Compétences

Les compétences du futur dans la coopération internationale

Avec le changement climatique, la géopolitique instable, ou encore la décolonisation de l’aide, le secteur de la coopération internationale (1) est en pleine transformation. Les compétences transversales comme la collaboration et la pensée systémique deviennent cruciales et gagneront en importance d’ici 2030. Une étude récente de ETH Nadel s’est penchée sur cette évolution.

L’intelligence artificielle prend un poids de plus en plus important dans nos processus de travail au quotidien et dans nos pratiques professionnelles. Fascinante (ou inquiétante) par ses capacités toujours plus poussées, l’IA pourrait rendre obsolètes bien des domaines d’expertise, mais ne remplace pas encore certaines caractéristiques humaines. Parmi elles, les soi-disant «soft skills» qui ont trait à notre façon d’interpréter et d’interagir avec le monde, avec des cultures différentes et des personnes d’environnements hétérogènes. Ces «attitudes» sont par ailleurs souvent oubliées dans les parcours d’apprentissage des professionnelles et professionnels – que ce soit durant les études, au travail ou dans la formation continue. L’accent est encore souvent mis sur le savoir-faire et l’expertise spécialisée. Dans le secteur de la coopération internationale, qui fait face à un monde hautement complexe, ces attitudes jouent un rôle de plus en plus important dans la poursuite des objectifs de développement durable de l’ONU.

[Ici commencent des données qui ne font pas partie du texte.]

use thiserror::Error;

#[derive(Debug, Error)]
pub enum Error {
    #[error("Invalid configuration: {0}")]
    InvalidConfig(String),

    #[error("Unknown chunking strategy '{given}' (expected one of: {valid})")]
    UnknownStrategy { given: String, valid: String },

    #[error("{stage} failed: {source}")]
    Collaborator {
        stage: &'static str,
        #[source]
        source: anyhow::Error,
    },
}

impl Error {
    pub fn collaborator(stage: &'static str, source: anyhow::Error) -> Self {
        Self::Collaborator { stage, source }
    }
}

pub type Result<T> = std::result::Result<T, Error>;
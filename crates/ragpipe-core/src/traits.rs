//! Contracts for the external collaborators the retriever coordinates.
//!
//! Implementations live outside the core (model clients, vector stores,
//! keyword indexes). All return `anyhow::Result`; the retriever wraps
//! failures with the stage that produced them.

use async_trait::async_trait;

use crate::types::{Candidate, SearchFilter};

#[async_trait]
pub trait Embedder: Send + Sync {
    fn dim(&self) -> usize;
    async fn embed(&self, text: &str) -> anyhow::Result<Vec<f32>>;
    async fn embed_batch(&self, texts: &[String]) -> anyhow::Result<Vec<Vec<f32>>>;
}

/// Vector similarity search. Results are rank-ordered, best first, with
/// cosine similarity as the score.
#[async_trait]
pub trait SemanticSearcher: Send + Sync {
    /// Candidates come back without embeddings.
    async fn search(&self, query: &[f32], top_k: usize, filter: &SearchFilter) -> anyhow::Result<Vec<Candidate>>;

    /// Same contract as [`SemanticSearcher::search`] but every candidate
    /// carries its stored embedding. Required for diversity re-ranking.
    async fn search_with_embeddings(&self, query: &[f32], top_k: usize, filter: &SearchFilter) -> anyhow::Result<Vec<Candidate>>;
}

/// Lexical search. Only the rank order of the results is meaningful.
#[async_trait]
pub trait KeywordSearcher: Send + Sync {
    async fn search(&self, query: &str, top_k: usize, filter: &SearchFilter) -> anyhow::Result<Vec<Candidate>>;
}
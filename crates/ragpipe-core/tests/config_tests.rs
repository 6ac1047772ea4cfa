use figment::Jail;

use ragpipe_core::chunking::ChunkStrategy;
use ragpipe_core::config::{resolve_with_base, Config, Settings};
use ragpipe_core::Error;

#[test]
fn defaults_apply_without_files() {
    Jail::expect_with(|_jail| {
        let config = Config::load_for_env("dev").expect("load");
        assert_eq!(config.settings(), &Settings::default());
        assert_eq!(config.settings().retrieval.rrf_k, 60.0);
        Ok(())
    });
}

#[test]
fn files_and_env_layer_in_order() {
    Jail::expect_with(|jail| {
        jail.create_file(
            "config.toml",
            r#"
            [chunking]
            strategy = "sentence"
            chunk_size = 500
            chunk_overlap = 50

            [retrieval]
            hybrid_enabled = true
            mmr_lambda = 0.5
            "#,
        )?;
        jail.create_file("config.prod.toml", "[retrieval]\ncandidate_multiplier = 5\n")?;
        jail.set_env("APP_RETRIEVAL__RERANK_ENABLED", "true");
        jail.set_env("APP_CHUNKING__CHUNK_SIZE", "800");

        let config = Config::load_for_env("prod").expect("load");
        let settings = config.settings();
        assert_eq!(settings.chunking.strategy, ChunkStrategy::Sentence);
        assert_eq!(settings.chunking.chunk_size, 800);
        assert_eq!(settings.chunking.chunk_overlap, 50);
        assert!(settings.retrieval.hybrid_enabled);
        assert!(settings.retrieval.rerank_enabled);
        assert_eq!(settings.retrieval.candidate_multiplier, 5);
        assert_eq!(config.get::<f32>("retrieval.mmr_lambda").expect("lambda"), 0.5);
        Ok(())
    });
}

#[test]
fn unknown_strategy_is_rejected_with_choices() {
    Jail::expect_with(|jail| {
        jail.create_file("config.toml", "[chunking]\nstrategy = \"semantic\"\n")?;
        let err = Config::load_for_env("dev").err().expect("must fail");
        let msg = err.to_string();
        assert!(msg.contains("fixed, sentence, paragraph"), "{msg}");
        Ok(())
    });
}

#[test]
fn lambda_out_of_range_is_invalid() {
    Jail::expect_with(|jail| {
        jail.set_env("APP_RETRIEVAL__MMR_LAMBDA", "1.5");
        assert!(matches!(Config::load_for_env("dev"), Err(Error::InvalidConfig(_))));
        Ok(())
    });
}

#[test]
fn overlap_not_smaller_than_size_is_invalid() {
    Jail::expect_with(|jail| {
        jail.create_file("config.toml", "[chunking]\nchunk_size = 100\nchunk_overlap = 100\n")?;
        assert!(matches!(Config::load_for_env("test"), Err(Error::InvalidConfig(_))));
        Ok(())
    });
}

#[test]
fn relative_paths_resolve_against_base() {
    let base = std::path::Path::new("/srv/ragpipe");
    assert_eq!(resolve_with_base(base, "data/txt"), base.join("data/txt"));
    assert_eq!(resolve_with_base(base, "/abs/idx"), std::path::PathBuf::from("/abs/idx"));
}
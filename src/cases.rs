//! Purpose: Case-file discovery and path resolution.
//! Exports: `list_cases`, `resolve_case_path`, `CASE_EXTENSIONS`.
//! Role: Maps caller-supplied case identifiers onto filesystem paths.
//! Invariants: Listings are sorted, relative, and forward-slash separated.
//! Invariants: Resolution prefers the cases directory over the path as given.

use std::path::{Path, PathBuf};

use crate::core::error::{Error, ErrorKind};

/// Case formats the engine boundary accepts.
pub const CASE_EXTENSIONS: [&str; 3] = ["xlsx", "raw", "json"];

/// Recursively list recognized case files under `cases_dir`, as sorted
/// forward-slash relative paths. A missing directory yields an empty list.
pub fn list_cases(cases_dir: &Path) -> Vec<String> {
    let mut found = Vec::new();
    collect_cases(cases_dir, cases_dir, &mut found);
    found.sort();
    found
}

fn collect_cases(root: &Path, dir: &Path, found: &mut Vec<String>) {
    let Ok(entries) = std::fs::read_dir(dir) else {
        return;
    };
    for entry in entries.flatten() {
        let path = entry.path();
        if path.is_dir() {
            collect_cases(root, &path, found);
            continue;
        }
        if !has_case_extension(&path) {
            continue;
        }
        if let Ok(relative) = path.strip_prefix(root) {
            let parts: Vec<String> = relative
                .components()
                .map(|c| c.as_os_str().to_string_lossy().into_owned())
                .collect();
            found.push(parts.join("/"));
        }
    }
}

fn has_case_extension(path: &Path) -> bool {
    path.extension()
        .and_then(|ext| ext.to_str())
        .map(|ext| CASE_EXTENSIONS.contains(&ext.to_ascii_lowercase().as_str()))
        .unwrap_or(false)
}

/// Resolve a caller-supplied case path: relative to the cases directory first,
/// then as given. Fails with `NotFound` when neither exists.
pub fn resolve_case_path(cases_dir: &Path, case_path: &str) -> Result<PathBuf, Error> {
    let candidate = cases_dir.join(case_path);
    if candidate.is_file() {
        return Ok(candidate);
    }
    let as_given = PathBuf::from(case_path);
    if as_given.is_file() {
        return Ok(as_given);
    }
    Err(Error::new(ErrorKind::NotFound)
        .with_message(format!("Case file not found: {case_path}"))
        .with_path(candidate))
}
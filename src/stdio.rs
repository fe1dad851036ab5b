//! Purpose: Run the MCP server over stdio transport.
//! Exports: `serve`.
//! Role: Bridge newline-delimited JSON-RPC lines to the shared dispatcher.
//! Invariants: stdout only emits JSON-RPC messages (one JSON value per line);
//! Invariants: logs go to stderr.
//! Invariants: stdin EOF exits cleanly; parse and protocol errors are surfaced
//! Invariants: as JSON-RPC error responses, never as process failures.

use std::io::{self, BufRead, BufReader, BufWriter, Write};

use gridpulse::core::error::{Error, ErrorKind};
use gridpulse::mcp::{DispatchOutcome, McpDispatcher, McpHandler, parse_jsonrpc_line};
use serde_json::{Value, json};

pub(super) fn serve<H: McpHandler>(dispatcher: &McpDispatcher<H>) -> Result<(), Error> {
    let stdin = io::stdin();
    let stdout = io::stdout();
    let mut reader = BufReader::new(stdin.lock());
    let mut writer = BufWriter::new(stdout.lock());
    let mut line = String::new();

    loop {
        line.clear();
        let read = reader.read_line(&mut line).map_err(|err| {
            Error::new(ErrorKind::Io)
                .with_message("failed to read MCP request")
                .with_source(err)
        })?;
        if read == 0 {
            flush(&mut writer)?;
            return Ok(());
        }

        let message = line.trim_end_matches(['\n', '\r']);
        if message.is_empty() {
            continue;
        }

        let request = match parse_jsonrpc_line(message) {
            Ok(value) => value,
            Err(error) => {
                let payload = json!({
                    "jsonrpc": "2.0",
                    "id": Value::Null,
                    "error": { "code": error.code, "message": error.message },
                });
                write_json_line(&mut writer, &payload)?;
                continue;
            }
        };

        match dispatcher.dispatch_value(request) {
            DispatchOutcome::NoResponse => {}
            DispatchOutcome::Response(response) => {
                let payload = serde_json::to_value(response).map_err(|err| {
                    Error::new(ErrorKind::Internal)
                        .with_message("failed to encode MCP response")
                        .with_source(err)
                })?;
                write_json_line(&mut writer, &payload)?;
            }
        }
    }
}

fn write_json_line(
    writer: &mut BufWriter<io::StdoutLock<'_>>,
    payload: &Value,
) -> Result<(), Error> {
    serde_json::to_writer(&mut *writer, payload).map_err(|err| {
        Error::new(ErrorKind::Internal)
            .with_message("failed to encode MCP message")
            .with_source(err)
    })?;
    writer.write_all(b"\n").map_err(|err| {
        Error::new(ErrorKind::Io)
            .with_message("failed to write MCP message")
            .with_source(err)
    })?;
    flush(writer)
}

fn flush(writer: &mut BufWriter<io::StdoutLock<'_>>) -> Result<(), Error> {
    writer.flush().map_err(|err| {
        Error::new(ErrorKind::Io)
            .with_message("failed to flush MCP output")
            .with_source(err)
    })
}
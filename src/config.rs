//! Purpose: Deployment configuration for the simulation server.
//! Exports: `ServerConfig` and its defaults.
//! Role: Explicitly constructed at startup and handed to the tool layer; there
//! Role: is no module-level global.
//! Invariants: Defaults change only per-deployment (CLI flags); the one per-call
//! Invariants: override is `max_points` on result retrieval.

use std::path::PathBuf;
use std::time::Duration;

pub const DEFAULT_MAX_SESSIONS: usize = 100;
pub const DEFAULT_SESSION_TTL: Duration = Duration::from_secs(3600);
pub const DEFAULT_MAX_RESULT_POINTS: usize = 10_000;
pub const DEFAULT_TDS_END_TIME: f64 = 20.0;
pub const DEFAULT_TDS_STEP: f64 = 1.0 / 30.0;

#[derive(Clone, Debug)]
pub struct ServerConfig {
    /// Directory scanned for case files; relative case paths resolve against it.
    pub cases_dir: PathBuf,
    /// Maximum concurrently live sessions before eviction kicks in.
    pub max_sessions: usize,
    /// Idle duration after which a session silently expires.
    pub session_ttl: Duration,
    /// Default bound on returned time-series points (0 disables the bound).
    pub max_result_points: usize,
    /// Simulation end time applied when a run gives no override.
    pub default_tds_end_time: f64,
    /// Integration step applied when a run gives no override.
    pub default_tds_step: f64,
}

impl ServerConfig {
    pub fn new(cases_dir: PathBuf) -> Self {
        Self {
            cases_dir,
            max_sessions: DEFAULT_MAX_SESSIONS,
            session_ttl: DEFAULT_SESSION_TTL,
            max_result_points: DEFAULT_MAX_RESULT_POINTS,
            default_tds_end_time: DEFAULT_TDS_END_TIME,
            default_tds_step: DEFAULT_TDS_STEP,
        }
    }

    pub fn server_name(&self) -> &'static str {
        env!("CARGO_PKG_NAME")
    }

    pub fn server_version(&self) -> &'static str {
        env!("CARGO_PKG_VERSION")
    }
}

Une recherche sur les compétences du futur

Quelles sont les compétences décisives pour répondre, à l’avenir, aux besoins de la coopération internationale? En collaboration avec Nadel (institut de l’EPFZ spécialisé dans la coopération et le développement), le centre de compétences cinfo a mené une étude auprès de 230 femmes et hommes experts du secteur, liés pour la plupart au contexte suisse.

Les questions suivantes ont été explorées:

  • Comment la coopération internationale évoluera-t-elle d’ici 2030?
  • Quelles compétences seront nécessaires pour y faire face?
  • Comment les individus peuvent-ils développer ces compétences?

Un futur complexe et incertain

Les expertes et experts interrogés·es sont largement d’accord sur les tendances majeures impactant la coopération internationale à l’horizon 2030. On y retrouve le changement climatique, les déplacements humains et les migrations, la pénurie d’eau, les relations entre la paix, l’humanitaire et le développement (nexus), les inégalités croissantes, la fragilité, la localisation ou décolonisation et les changements technologiques.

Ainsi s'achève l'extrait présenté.